Be familiar with Mendel's basic principles of heredity;
Know the difference between locus and allele;
Know the difference between genotype and phenotype;
Understand the patterns, and describe the characteristics of single gene inheritance;
Recognize typical pedigree patterns;
Know how to calculate recurrence risks for single gene disorders;
Explain the occurrence of X-linked recessive traits in females;
Understand the difference between expression and penetrance of a disorder;
Be aware of the multiple explanations for variable expressivity of single gene disorders;
Understand how to obtain updated information on the chromosomal location or cloning of a gene.

Definitions of Terms

Allele - Alternative form of a gene occupying the same locus on homologous chromosomes
Anticipation - The tendency of certain diseases to appear at earlier ages and with increased severity in successive generations.
Compound heterozygote - Two different abnormal alleles at one locus in one individual
Consanguinity - Term used if individuals are related by blood prior to marriage or mating (e.g., first cousins)
Dominant negative mutation - A mutation present in one copy, in which the abnormal gene product suppresses or destroys the normal gene product
Gene locus - The site on the chromosome at which a gene is located
Genotype - The precise allelic composition (i.e., letters in the genetic code) with respect to a particular gene
Gonadal mosaicism - This term is used when there is a mutation that occurs in the gonadal tissue (testes or ovaries) of an unaffected parent of a child with an "apparently" new mutation.
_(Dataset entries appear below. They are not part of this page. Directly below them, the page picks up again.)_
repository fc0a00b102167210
#[cfg(test)]
mod memory_report_repository;
mod pg_report_repository;
mod report_repository;

#[cfg(test)]
pub use memory_report_repository::MemoryReportRepository;
pub use pg_report_repository::PgReportRepository;
pub use report_repository::ReportRepository;
use axum::{
    http::StatusCode,
    response::{IntoResponse, Response},
    Json,
};
use thiserror::Error;
use validator::ValidationErrors;

use crate::shared::types::ErrorResponse;
use crate::shared::validation::field_messages;

#[derive(Debug, Error)]
pub enum AppError {
    #[error("Database error: {0}")]
    Database(#[from] sqlx::Error),

    #[error("Not found: {0}")]
    NotFound(String),

    #[error("Validation error: {}", .0.join("; "))]
    Validation(Vec<String>),

    #[error("Bad request: {0}")]
    BadRequest(String),

    #[error("Payload too large: {0}")]
    PayloadTooLarge(String),

    #[error("Unauthorized: {0}")]
    Unauthorized(String),

    #[error("Forbidden: {0}")]
    Forbidden(String),
}

impl AppError {
    /// Collapse any failure into the listing "not found" response, keeping the
    /// original kind in the logs.
    pub fn reports_not_found(self) -> Self {
        match self {
            AppError::NotFound(_) => AppError::NotFound("Reports not found".to_string()),
            other => {
                tracing::error!("Report listing failed: {}", other);
                AppError::NotFound("Reports not found".to_string())
            }
        }
    }

    /// Collapse a single-report lookup failure into "Report not found".
    pub fn report_not_found(self) -> Self {
        if !matches!(self, AppError::NotFound(_)) {
            tracing::error!("Report lookup failed: {}", self);
        }
        AppError::NotFound("Report not found".to_string())
    }
}

impl From<ValidationErrors> for AppError {
    fn from(errors: ValidationErrors) -> Self {
        AppError::Validation(field_messages(&errors))
    }
}

/// Turns a store error into the message shown to the client.
pub fn db_error_message(err: &sqlx::Error) -> String {
    let Some(db_err) = err.as_database_error() else {
        return "Something went wrong".to_string();
    };

    if db_err.is_unique_violation() {
        let field = db_err
            .constraint()
            .and_then(|c| c.strip_prefix("reports_"))
            .and_then(|c| c.strip_suffix("_key"))
            .unwrap_or("Record");
        return format!("{} already exists", field);
    }

    if db_err.is_foreign_key_violation() {
        return match db_err.constraint() {
            Some(c) if c.contains("category") => "Category not found".to_string(),
            _ => "Referenced record not found".to_string(),
        };
    }

    if db_err.is_check_violation() {
        return "Invalid report data".to_string();
    }

    "Something went wrong".to_string()
}

impl IntoResponse for AppError {
    fn into_response(self) -> Response {
        let (status, message, errors) = match self {
            AppError::Database(ref e) => {
                tracing::error!("Database error: {:?}", e);
                (StatusCode::BAD_REQUEST, db_error_message(e), None)
            }
            AppError::NotFound(ref msg) => (StatusCode::BAD_REQUEST, msg.clone(), None),
            AppError::Validation(ref msgs) => (
                StatusCode::BAD_REQUEST,
                msgs.first()
                    .cloned()
                    .unwrap_or_else(|| "Validation failed".to_string()),
                Some(msgs.clone()),
            ),
            AppError::BadRequest(ref msg) => (StatusCode::BAD_REQUEST, msg.clone(), None),
            AppError::PayloadTooLarge(ref msg) => (StatusCode::BAD_REQUEST, msg.clone(), None),
            AppError::Unauthorized(ref msg) => (StatusCode::UNAUTHORIZED, msg.clone(), None),
            AppError::Forbidden(ref msg) => (StatusCode::FORBIDDEN, msg.clone(), None),
        };

        (status, Json(ErrorResponse::new(message, errors))).into_response()
    }
}

pub type Result<T> = std::result::Result<T, AppError>;
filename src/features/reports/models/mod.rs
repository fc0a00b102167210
mod photo;
mod report;

pub use photo::{Photo, MAX_PHOTO_SIZE};
pub use report::{NewReport, PopulatedReport, Report, ReportChanges};
use std::borrow::Cow;

use serde::Serialize;
use validator::ValidationError;

/// Largest photo a report may embed, in bytes
pub const MAX_PHOTO_SIZE: usize = 1_000_000;

/// Image embedded in a report row
#[derive(Debug, Clone, PartialEq, Eq, Serialize)]
pub struct Photo {
    pub data: Vec<u8>,
    pub content_type: String,
}

impl Photo {
    pub fn len(&self) -> usize {
        self.data.len()
    }

    pub fn is_empty(&self) -> bool {
        self.data.is_empty()
    }
}

pub fn validate_photo(photo: &Photo) -> Result<(), ValidationError> {
    if photo.len() > MAX_PHOTO_SIZE {
        let mut err = ValidationError::new("photo_size");
        err.message = Some(Cow::Borrowed("Image should be less than 1mb in size"));
        return Err(err);
    }
    Ok(())
}
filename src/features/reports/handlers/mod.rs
pub mod report_handler;

pub use report_handler::*;
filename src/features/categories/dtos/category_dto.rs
use chrono::{DateTime, Utc};
use serde::{Deserialize, Serialize};
use utoipa::ToSchema;
use uuid::Uuid;

use crate::features::categories::models::Category;

/// Category as embedded in populated report payloads
#[derive(Debug, Clone, PartialEq, Serialize, Deserialize, ToSchema)]
#[serde(rename_all = "camelCase")]
pub struct CategoryResponseDto {
    #[serde(rename = "_id")]
    pub id: Uuid,
    pub name: String,
    pub created_at: DateTime<Utc>,
    pub updated_at: DateTime<Utc>,
}

impl From<Category> for CategoryResponseDto {
    fn from(c: Category) -> Self {
        Self {
            id: c.id,
            name: c.name,
            created_at: c.created_at,
            updated_at: c.updated_at,
        }
    }
}
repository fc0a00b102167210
pub mod config;
pub mod database;
pub mod error;
pub mod extractor;
pub mod middleware;
pub mod openapi;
This is usually discovered when both parents do not have the condition (usually dominantly inherited) but they have 2 affected children. Risk of recurrence depends on level of mosaicism in the gonads. Empirically, the recurrence risk is typically 2-5%.
Hemizygous - Males are hemizygous with respect to genes on the X chromosome, rather than homozygous or heterozygous, since they have only one X
Heterozygous - Both alleles at one locus are different (Aa)
Homozygous - Both alleles at one locus are the same (AA or aa)
Pedigree analysis - The method of recording family data to observe transmission of genetic disorders and mode of inheritance.
Penetrance - In an autosomal dominant condition, the proportion of individuals who carry a known gene mutation, who express any of the clinical symptoms associated with the genetic disease.
Phenotype - Traits or properties actually observed physically or clinically. The phenotype results from the interaction of the genotype with the environment.
Pleiotrophy - Genes having more than one discernible effect on the body. For example, mutations in the fibrillin gene are pleiotropic. They affect the heart, the skeletal system, and the eye.
Variable Expressivity - An identical genetic mutation can present with different clinical symptoms in related individuals.

Lecture Outline

Historical Perspective

(Johann) Gregor Mendel (1822-1864)

Austrian monk who discovered basic principles of heredity through his experiments with garden peas
Received no recognition for his work during his lifetime
Derived three laws from his experiments:

Unit inheritance - parental phenotypes do not blend in offspring
Segregation - two members of a pair of genes segregate and pass to different gametes
Independent assortment - random recombination of maternal and paternal chromosomes in gametes.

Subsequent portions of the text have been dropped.